§ WHAT IS BEING ASKED: In the entries that follow, the first line to write out is the one containing "Extract all other", and the last is the one containing "fn convert(&self, path: &Path)". Reproduce that stretch exactly, with nothing before or after it.

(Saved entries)
# # # # #
//! Remote document-to-markdown extraction (LlamaParse-compatible API).
//!
//! The file is uploaded as a parse job, the job is polled until it finishes,
//! then the markdown result is fetched. The whole exchange is bounded by the
//! configured timeout. Any failure is reported as [`IngestError::Remote`] so the
//! caller can fall back to OCR.

use pocketbook_core::ExtractionConfig;
use reqwest::header::{HeaderMap, HeaderValue, AUTHORIZATION};
use reqwest::multipart::{Form, Part};
use serde::Deserialize;
use std::path::Path;
use std::time::Duration;

use super::{normalize, StatementSource};
use crate::error::IngestError;

/// Instruction sent with every upload. Keeps the statement period line and
/// marks credited amounts with a trailing "CR".
pub const EXTRACTION_PROMPT: &str = "The document provided is a statement of transactions. \
Cleanly extract the relevant text and tables from the statement. \
Extract the line that includes the statement date or period. \
Extract the transactions as a table with fields including transaction date, \
posting date, description, and amount. If the amount was credited, add the \
suffix 'CR' immediately following the amount. \
Extract all other text that is relevant to the statement, account, or transactions.";

pub struct RemoteMarkdownSource {
    endpoint: String,
    api_key_env: String,
    timeout: Duration,
    poll_interval: Duration,
}

#[derive(Deserialize)]
struct JobResp {
    id: String,
    #[serde(default)]
    status: String,
}

#[derive(Deserialize)]
struct MarkdownResp {
    markdown: String,
}

impl RemoteMarkdownSource {
    pub fn from_config(cfg: &ExtractionConfig) -> Self {
        Self {
            endpoint: cfg.remote_endpoint.trim_end_matches('/').to_string(),
            api_key_env: cfg.remote_api_key_env.clone(),
            timeout: Duration::from_secs(cfg.remote_timeout_secs),
            poll_interval: Duration::from_secs(cfg.poll_interval_secs.max(1)),
        }
    }

    fn api_key(&self) -> Result<String, IngestError> {
        std::env::var(&self.api_key_env)
            .ok()
            .filter(|k| !k.trim().is_empty())
            .ok_or_else(|| IngestError::Remote(format!("{} is not set", self.api_key_env)))
    }

    fn convert(&self, path: &Path) -> Result<String, IngestError> {
        // Callers may already be inside a runtime (e.g. an async front end).
        if let Ok(handle) = tokio::runtime::Handle::try_current() {
            tokio::task::block_in_place(|| handle.block_on(self.convert_with_timeout(path)))
        } else {
            let rt = tokio::runtime::Builder::new_current_thread()
                .enable_all()
                .build()
                .map_err(|e| IngestError::Remote(format!("create tokio runtime: {e}")))?;
            rt.block_on(self.convert_with_timeout(path))
        }
    }

    async fn convert_with_timeout(&self, path: &Path) -> Result<String, IngestError> {
        match tokio::time::timeout(self.timeout, self.convert_async(path)).await {
            Ok(res) => res,
            Err(_) => Err(IngestError::Remote(format!(
                "timed out after {}s",
                self.timeout.as_secs()
            ))),
        }
    }

    async fn convert_async(&self, path: &Path) -> Result<String, IngestError> {
        let key = self.api_key()?;
        let bytes = tokio::fs::read(path)
            .await
            .map_err(|e| IngestError::read(path, e))?;
        let file_name = path
            .file_name()
            .and_then(|n| n.to_str())
            .unwrap_or("statement.pdf")
            .to_string();

        let mut headers = HeaderMap::new();
        headers.insert(
            AUTHORIZATION,
            HeaderValue::from_str(&format!("Bearer {key}"))
                .map_err(|e| IngestError::Remote(format!("bad credential: {e}")))?,
        );
        let client = reqwest::Client::builder()
            .default_headers(headers)
            .timeout(self.timeout)
            .build()
            .map_err(remote)?;

        let part = Part::bytes(bytes)
            .file_name(file_name)
            .mime_str("application/pdf")
            .map_err(remote)?;
        let form = Form::new()
            .part("file", part)
            .text("result_type", "markdown")
            .text("parsing_instruction", EXTRACTION_PROMPT)
            .text("skip_diagonal_text", "true")
            .text("do_not_unroll_columns", "true");

        let resp = client
            .post(format!("{}/upload", self.endpoint))
            .multipart(form)
            .send()
            .await
            .map_err(remote)?;
        let job: JobResp = check(resp).await?.json().await.map_err(remote)?;
        log::info!("remote extraction job {} submitted for {}", job.id, path.display());

        let mut status = job.status;
        loop {
            match status.to_ascii_uppercase().as_str() {
                "SUCCESS" => break,
                "ERROR" | "CANCELED" => {
                    return Err(IngestError::Remote(format!("job {} ended with {status}", job.id)));
                }
                _ => {}
            }
            tokio::time::sleep(self.poll_interval).await;
            let resp = client
                .get(format!("{}/job/{}", self.endpoint, job.id))
                .send()
                .await
                .map_err(remote)?;
            let polled: JobResp = check(resp).await?.json().await.map_err(remote)?;
            status = polled.status;
        }

        let resp = client
            .get(format!("{}/job/{}/result/markdown", self.endpoint, job.id))
            .send()
            .await
            .map_err(remote)?;
        let out: MarkdownResp = check(resp).await?.json().await.map_err(remote)?;
        Ok(out.markdown)
    }
}

fn remote(e: impl std::fmt::Display) -> IngestError {
    IngestError::Remote(e.to_string())
}

async fn check(resp: reqwest::Response) -> Result<reqwest::Response, IngestError> {
    let status = resp.status();
    if status.is_success() {
        return Ok(resp);
    }
    let txt = resp.text().await.unwrap_or_default();
    Err(IngestError::Remote(format!("{status} {txt}")))
}

impl StatementSource for RemoteMarkdownSource {
    fn extract_text(&self, path: &Path) -> Result<String, IngestError> {
        let text = self.convert(path)?;
        if text.trim().is_empty() {
            return Err(IngestError::Remote("empty markdown result".to_string()));
        }
        normalize(path, text)
    }
}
# # # # #
§ PROBLEM SOLUTION:
Extract all other text that is relevant to the statement, account, or transactions.";

pub struct RemoteMarkdownSource {
    endpoint: String,
    api_key_env: String,
    timeout: Duration,
    poll_interval: Duration,
}

#[derive(Deserialize)]
struct JobResp {
    id: String,
    #[serde(default)]
    status: String,
}

#[derive(Deserialize)]
struct MarkdownResp {
    markdown: String,
}

impl RemoteMarkdownSource {
    pub fn from_config(cfg: &ExtractionConfig) -> Self {
        Self {
            endpoint: cfg.remote_endpoint.trim_end_matches('/').to_string(),
            api_key_env: cfg.remote_api_key_env.clone(),
            timeout: Duration::from_secs(cfg.remote_timeout_secs),
            poll_interval: Duration::from_secs(cfg.poll_interval_secs.max(1)),
        }
    }

    fn api_key(&self) -> Result<String, IngestError> {
        std::env::var(&self.api_key_env)
            .ok()
            .filter(|k| !k.trim().is_empty())
            .ok_or_else(|| IngestError::Remote(format!("{} is not set", self.api_key_env)))
    }

    fn convert(&self, path: &Path) -> Result<String, IngestError> {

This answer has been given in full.